Her friend asked her what she wanted to do.
“I was only able to mutter, ‘I can’t leave her’ through my big tears that were rolling down my face from under my sunglasses,” Haston said. “I think he was in disbelief that I was actually crying, but at that point he knew I was serious about trying to adopt her. It really did feel like it was fate that we were reunited right there on the street.”
With Lucha in tow, they went to a nearby market and Haston made a makeshift collar and leash using a girl’s headband, a woven belt and a carabineer that Haston already had on her.
“There was no way at this point, that I wasn’t going to do everything I could to try and get this little girl home with me in the U.S.,” Haston said.

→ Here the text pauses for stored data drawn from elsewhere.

//! Shared DSP math helpers.

/// Linear amplitude floor for dB conversion. Keeps every dB value finite
/// (-100 dB floor), including for pure silence.
pub const DB_EPS: f32 = 1e-5;

pub fn lin_to_db(amplitude: f32) -> f32 {
    20.0 * amplitude.max(DB_EPS).log10()
}

pub fn db_to_lin(db: f32) -> f32 {
    (10.0f32).powf(db / 20.0)
}

/// One-pole smoothing coefficient for a time constant in milliseconds.
/// A non-positive time yields 0.0 (instant response).
pub fn time_constant_coeff(time_ms: f32, sample_rate: f32) -> f32 {
    if time_ms <= 0.0 {
        return 0.0;
    }
    (-1.0 / (time_ms * 0.001 * sample_rate)).exp()
}

/// Attack/release smoothing of a squared (energy) envelope.
#[inline]
pub fn update_env_sq(env_sq: f32, sq: f32, attack: f32, release: f32) -> f32 {
    if sq > env_sq {
        attack * env_sq + (1.0 - attack) * sq
    } else {
        release * env_sq + (1.0 - release) * sq
    }
}

pub fn frame_rms(x: &[f32]) -> f32 {
    let mut s = 0.0f32;
    for &v in x {
        s += v * v;
    }
    (s / (x.len().max(1) as f32)).sqrt()
}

The process to come from Chile back to Haston’s home in Gerogia wasn’t easy, taking about six months. And as she waited, Haston had one more thing to do – give Lucha a name. During the Atacama Crossing, volunteers and fellow competitors had picked out names for her, from Salty and Sandy to Marley (with Lucha’s matted dreads) and Alma. But in the end, three Chilean women who helped Haston with the adoption process helped her find a name.
“Luchar is a verb in Spanish that means ‘to fight’,” Haston said. “Lucha means ‘the fight, tough and preserving’, which is very fitting for her given that she has had a tough life as a presumed stray dog in the world’s driest desert. Lucha seemed perfect and the Chilean women agreed. Her middle name is Atacama because this is where she is from – the Atacama Desert is the root of her soul. Lucha Atacama Haston, my daughter.”